In [23]:
# idea use the pandas read_html function to match the table with the correnct name using the values that are the same in both tables and create a name mapping similar to the one for the statements

In [None]:
accession_number = accession_number_series[0]
soup = get_statement_soup(ticker, accession_number, statement_name)

In [24]:
print_links_to_desired_statment(ticker, statement_name)

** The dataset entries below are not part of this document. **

//! Row-oriented result types.
//!
//! Defines the structures UI layers consume once a columnar result has been
//! adapted: scalar [`Value`]s, [`Row`]s keyed by column name and [`RowSet`]s.

use serde::ser::{SerializeMap, SerializeSeq};
use serde::{Serialize, Serializer};
use std::fmt;
use std::sync::Arc;

/// A single scalar cell value.
#[derive(Debug, Clone, Default, Serialize, PartialEq)]
#[serde(untagged)]
pub enum Value {
    /// NULL value.
    #[default]
    Null,

    /// Boolean value.
    Bool(bool),

    /// Signed integer (up to i64).
    Int(i64),

    /// Unsigned integer too large for i64.
    UInt(u64),

    /// Floating point number (also used for decimals).
    Float(f64),

    /// Text/string value.
    String(String),

    /// Binary data.
    Bytes(Vec<u8>),

    /// Calendar date, ISO formatted.
    Date(String),

    /// Timestamp, ISO formatted.
    Timestamp(String),
}

impl Value {
    /// Returns true if this value is NULL.
    pub fn is_null(&self) -> bool {
        matches!(self, Value::Null)
    }

    /// Returns the value as an i64 if it is integral and fits.
    pub fn as_i64(&self) -> Option<i64> {
        match self {
            Value::Int(i) => Some(*i),
            Value::UInt(u) => i64::try_from(*u).ok(),
            _ => None,
        }
    }

    /// Returns the value as an f64 if it is numeric.
    pub fn as_f64(&self) -> Option<f64> {
        match self {
            Value::Int(i) => Some(*i as f64),
            Value::UInt(u) => Some(*u as f64),
            Value::Float(f) => Some(*f),
            _ => None,
        }
    }

    /// Attempts to convert the value to a string representation.
    pub fn to_display_string(&self) -> String {
        match self {
            Value::Null => "NULL".to_string(),
            Value::Bool(b) => b.to_string(),
            Value::Int(i) => i.to_string(),
            Value::UInt(u) => u.to_string(),
            Value::Float(f) => f.to_string(),
            Value::String(s) | Value::Date(s) | Value::Timestamp(s) => s.clone(),
            Value::Bytes(b) => format!("<{} bytes>", b.len()),
        }
    }
}

impl fmt::Display for Value {
    fn fmt(&self, f: &mut fmt::Formatter<'_>) -> fmt::Result {
        write!(f, "{}", self.to_display_string())
    }
}

impl From<bool> for Value {
    fn from(v: bool) -> Self {
        Value::Bool(v)
    }
}

impl From<i32> for Value {
    fn from(v: i32) -> Self {
        Value::Int(v as i64)
    }
}

impl From<i64> for Value {
    fn from(v: i64) -> Self {
        Value::Int(v)
    }
}

impl From<f64> for Value {
    fn from(v: f64) -> Self {
        Value::Float(v)
    }
}

impl From<String> for Value {
    fn from(v: String) -> Self {
        Value::String(v)
    }
}

impl From<&str> for Value {
    fn from(v: &str) -> Self {
        Value::String(v.to_string())
    }
}

impl<T> From<Option<T>> for Value
where
    T: Into<Value>,
{
    fn from(v: Option<T>) -> Self {
        match v {
            Some(val) => val.into(),
            None => Value::Null,
        }
    }
}

/// One record: values keyed by column name, in column order.
///
/// Rows from the same [`RowSet`] share one column list.
#[derive(Debug, Clone, PartialEq)]
pub struct Row {
    columns: Arc<[String]>,
    values: Vec<Value>,
}

impl Row {
    /// Creates a row. `values` must line up with `columns`.
    pub fn new(columns: Arc<[String]>, values: Vec<Value>) -> Self {
        debug_assert_eq!(columns.len(), values.len());
        Self { columns, values }
    }

    /// Looks up a value by column name.
    pub fn get(&self, column: &str) -> Option<&Value> {
        self.columns
            .iter()
            .position(|c| c == column)
            .and_then(|i| self.values.get(i))
    }

    /// Looks up a value by column position.
    pub fn get_index(&self, index: usize) -> Option<&Value> {
        self.values.get(index)
    }

    /// Column names, in order.
    pub fn keys(&self) -> impl Iterator<Item = &str> {
        self.columns.iter().map(String::as_str)
    }

    pub fn values(&self) -> &[Value] {
        &self.values
    }

    /// `(column, value)` pairs in column order.
    pub fn iter(&self) -> impl Iterator<Item = (&str, &Value)> {
        self.keys().zip(self.values.iter())
    }

    pub fn len(&self) -> usize {
        self.values.len()
    }

    pub fn is_empty(&self) -> bool {
        self.values.is_empty()
    }
}

impl Serialize for Row {
    fn serialize<S: Serializer>(&self, serializer: S) -> Result<S::Ok, S::Error> {
        let mut map = serializer.serialize_map(Some(self.values.len()))?;
        for (key, value) in self.iter() {
            map.serialize_entry(key, value)?;
        }
        map.end()
    }
}

/// A materialized, randomly indexable sequence of rows.
#[derive(Debug, Clone, Default, PartialEq)]
pub struct RowSet {
    /// Column names; empty when there are no rows.
    pub columns: Vec<String>,

    /// Rows of data.
    pub rows: Vec<Row>,
}

impl RowSet {
    /// Creates an empty row set.
    pub fn new() -> Self {
        Self::default()
    }

    pub fn len(&self) -> usize {
        self.rows.len()
    }

    pub fn is_empty(&self) -> bool {
        self.rows.is_empty()
    }

    pub fn get(&self, index: usize) -> Option<&Row> {
        self.rows.get(index)
    }

    pub fn iter(&self) -> std::slice::Iter<'_, Row> {
        self.rows.iter()
    }

    /// All values of one column, in row order.
    pub fn column(&self, name: &str) -> Option<Vec<&Value>> {
        let index = self.columns.iter().position(|c| c == name)?;
        Some(self.rows.iter().filter_map(|r| r.get_index(index)).collect())
    }

    /// Serializes the rows as a JSON array of objects.
    pub fn to_json(&self) -> serde_json::Result<String> {
        serde_json::to_string_pretty(self)
    }
}

impl Serialize for RowSet {
    fn serialize<S: Serializer>(&self, serializer: S) -> Result<S::Ok, S::Error> {
        let mut seq = serializer.serialize_seq(Some(self.rows.len()))?;
        for row in &self.rows {
            seq.serialize_element(row)?;
        }
        seq.end()
    }
}

impl<'a> IntoIterator for &'a RowSet {
    type Item = &'a Row;
    type IntoIter = std::slice::Iter<'a, Row>;

    fn into_iter(self) -> Self::IntoIter {
        self.rows.iter()
    }
}

#[cfg(test)]
mod tests {
    use super::*;

    fn columns(names: &[&str]) -> Arc<[String]> {
        names.iter().map(|s| s.to_string()).collect()
    }

    #[test]
    fn test_value_display() {
        assert_eq!(Value::Null.to_display_string(), "NULL");
        assert_eq!(Value::Bool(true).to_display_string(), "true");
        assert_eq!(Value::Int(42).to_display_string(), "42");
        assert_eq!(Value::UInt(u64::MAX).to_display_string(), "18446744073709551615");
        assert_eq!(Value::Float(2.5).to_display_string(), "2.5");
        assert_eq!(Value::Date("2022-01-31".into()).to_display_string(), "2022-01-31");
        assert_eq!(Value::Bytes(vec![1, 2, 3]).to_display_string(), "<3 bytes>");
    }

    #[test]
    fn test_value_numeric_accessors() {
        assert_eq!(Value::Int(7).as_i64(), Some(7));
        assert_eq!(Value::UInt(u64::MAX).as_i64(), None);
        assert_eq!(Value::Int(2).as_f64(), Some(2.0));
        assert_eq!(Value::String("2".into()).as_f64(), None);
    }

    #[test]
    fn test_value_from_conversions() {
        assert_eq!(Value::from(true), Value::Bool(true));
        assert_eq!(Value::from(42i32), Value::Int(42));
        assert_eq!(Value::from("hello"), Value::String("hello".to_string()));
        assert_eq!(Value::from(None::<i32>), Value::Null);
    }

    #[test]
    fn test_row_lookup_by_name_and_index() {
        let row = Row::new(
            columns(&["Year", "Complaints"]),
            vec![Value::Int(2021), Value::Int(5)],
        );
        assert_eq!(row.get("Complaints"), Some(&Value::Int(5)));
        assert_eq!(row.get_index(0), Some(&Value::Int(2021)));
        assert_eq!(row.get("Missing"), None);
        assert_eq!(row.keys().collect::<Vec<_>>(), vec!["Year", "Complaints"]);
    }

    #[test]
    fn test_row_set_json_keeps_column_order() {
        let cols = columns(&["Year", "Complaints"]);
        let set = RowSet {
            columns: cols.to_vec(),
            rows: vec![
                Row::new(cols.clone(), vec![Value::Int(2021), Value::Int(5)]),
                Row::new(cols, vec![Value::Int(2022), Value::Null]),
            ],
        };
        let json = serde_json::to_string(&set).unwrap();
        assert_eq!(
            json,
            r#"[{"Year":2021,"Complaints":5},{"Year":2022,"Complaints":null}]"#
        );
    }

    #[test]
    fn test_row_set_column_values() {
        let cols = columns(&["Type"]);
        let set = RowSet {
            columns: cols.to_vec(),
            rows: vec![
                Row::new(cols.clone(), vec![Value::from("NOISE")]),
                Row::new(cols, vec![Value::from("PARKING")]),
            ],
        };
        let values = set.column("Type").unwrap();
        assert_eq!(values, vec![&Value::from("NOISE"), &Value::from("PARKING")]);
        assert!(set.column("Year").is_none());
    }
}
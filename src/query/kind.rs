//! Query kinds and their inference from SQL text.
//!
//! Uses sqlparser-rs with the DuckDB dialect to tell row-returning
//! statements from side-effecting ones.

use std::fmt;
use std::str::FromStr;

use sqlparser::ast::Statement;
use sqlparser::dialect::DuckDbDialect;
use sqlparser::parser::Parser;

/// The representation a caller wants back from a query.
#[derive(Debug, Clone, Copy, PartialEq, Eq, Default)]
pub enum QueryKind {
    /// Run for side effects; no data is returned.
    Exec,
    /// A columnar Arrow table.
    Arrow,
    /// Rows of JSON-like records.
    #[default]
    Json,
}

impl QueryKind {
    pub fn as_str(&self) -> &'static str {
        match self {
            Self::Exec => "exec",
            Self::Arrow => "arrow",
            Self::Json => "json",
        }
    }

    /// Picks a kind for `sql`: `Exec` for statements that return no rows,
    /// `Json` otherwise.
    ///
    /// SQL that cannot be parsed is assumed to return rows; the engine will
    /// report the real error.
    pub fn infer(sql: &str) -> Self {
        let Ok(statements) = Parser::parse_sql(&DuckDbDialect {}, sql) else {
            return Self::Json;
        };
        match statements.last() {
            Some(statement) if returns_rows(statement) => Self::Json,
            Some(_) => Self::Exec,
            None => Self::Json,
        }
    }
}

/// Returns true for statements whose result is a table of rows.
fn returns_rows(statement: &Statement) -> bool {
    matches!(
        statement,
        Statement::Query(_)
            | Statement::ShowTables { .. }
            | Statement::ShowColumns { .. }
            | Statement::ShowVariable { .. }
            | Statement::ExplainTable { .. }
            | Statement::Explain { .. }
            | Statement::Pragma { .. }
    )
}

impl fmt::Display for QueryKind {
    fn fmt(&self, f: &mut fmt::Formatter<'_>) -> fmt::Result {
        f.write_str(self.as_str())
    }
}

impl FromStr for QueryKind {
    type Err = String;

    fn from_str(s: &str) -> Result<Self, Self::Err> {
        match s.to_lowercase().as_str() {
            "exec" => Ok(Self::Exec),
            "arrow" => Ok(Self::Arrow),
            "json" => Ok(Self::Json),
            _ => Err(format!(
                "Invalid query kind: {s}. Expected: exec, arrow, or json"
            )),
        }
    }
}

#[cfg(test)]
mod tests {
    use super::*;

    #[test]
    fn test_infer_select_is_json() {
        assert_eq!(QueryKind::infer("SELECT 1 AS x"), QueryKind::Json);
        assert_eq!(
            QueryKind::infer("with t as (select 1) select * from t"),
            QueryKind::Json
        );
    }

    #[test]
    fn test_infer_side_effects_are_exec() {
        assert_eq!(
            QueryKind::infer("create or replace table complaints as select 1 as Year"),
            QueryKind::Exec
        );
        assert_eq!(QueryKind::infer("INSERT INTO t VALUES (1)"), QueryKind::Exec);
        assert_eq!(QueryKind::infer("DROP TABLE t"), QueryKind::Exec);
    }

    #[test]
    fn test_infer_unparseable_defaults_to_json() {
        assert_eq!(
            QueryKind::infer("from sample_data.nyc.service_requests select 1"),
            QueryKind::Json
        );
    }

    #[test]
    fn test_parse_kind() {
        assert_eq!("ARROW".parse::<QueryKind>(), Ok(QueryKind::Arrow));
        assert!("csv".parse::<QueryKind>().is_err());
    }
}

https://www.sec.gov/Archives/edgar/data/0000719955/000162828023009175/R6.htm
https://www.sec.gov/Archives/edgar/data/0000719955/000162828022007494/R6.htm
https://www.sec.gov/Archives/edgar/data/0000719955/000119312521100319/R5.htm
https://www.sec.gov/Archives/edgar/data/0000719955/000119312520088937/R5.htm
https://www.sec.gov/Archives/edgar/data/0000719955/000119312519097973/R5.htm
https://www.sec.gov/Archives/edgar/data/0000719955/000119312518102232/R5.htm
https://www.sec.gov/Archives/edgar/data/0000719955/000119312517104341/R4.htm
https://www.sec.gov/Archives/edgar/data/0000719955/000119312516525847/R4.htm
https://www.sec.gov/Archives/edgar/data/0000719955/000119312515118009/R4.htm
https://www.sec.gov/Archives/edgar/data/0000719955/000119312514129974/R4.htm
https://www.sec.gov/Archives/edgar/data/0000719955/000119312513142309/R4.htm
https://www.sec.gov/Archives/edgar/data/0000719955/000119312512140070/R3.htm
https://www.sec.gov/Archives/edgar/data/0000719955/000119312511085046/R3.xml

In [16]:
def create_column_name_mapping_to_statement(soup: BeautifulSoup) -> dict:
    """
    Create a dictionary that maps internal column titles to displayed names.

    Parameters:
    - soup (BeautifulSoup): The HTML soup object containing the balance sheet.

    Returns:
    - dict: Dictionary mapping internal column titles to displayed names.
    """
    column_name_mapping_common_as_key = {}
    column_name_mapping_gaap_as_key = {}

    # Iterate through each row in the balance sheet table
    for row in soup.select("tr.re, tr.ro, tr.reu, tr.rou"):
        # Extract the 'onclick' attribute to get the internal column title
        onclick_attr = row.select_one("td.pl a, td.pl.custom a")["onclick"]
        gaap_tag = onclick_attr.split("defref_")[-1].split("',")[0]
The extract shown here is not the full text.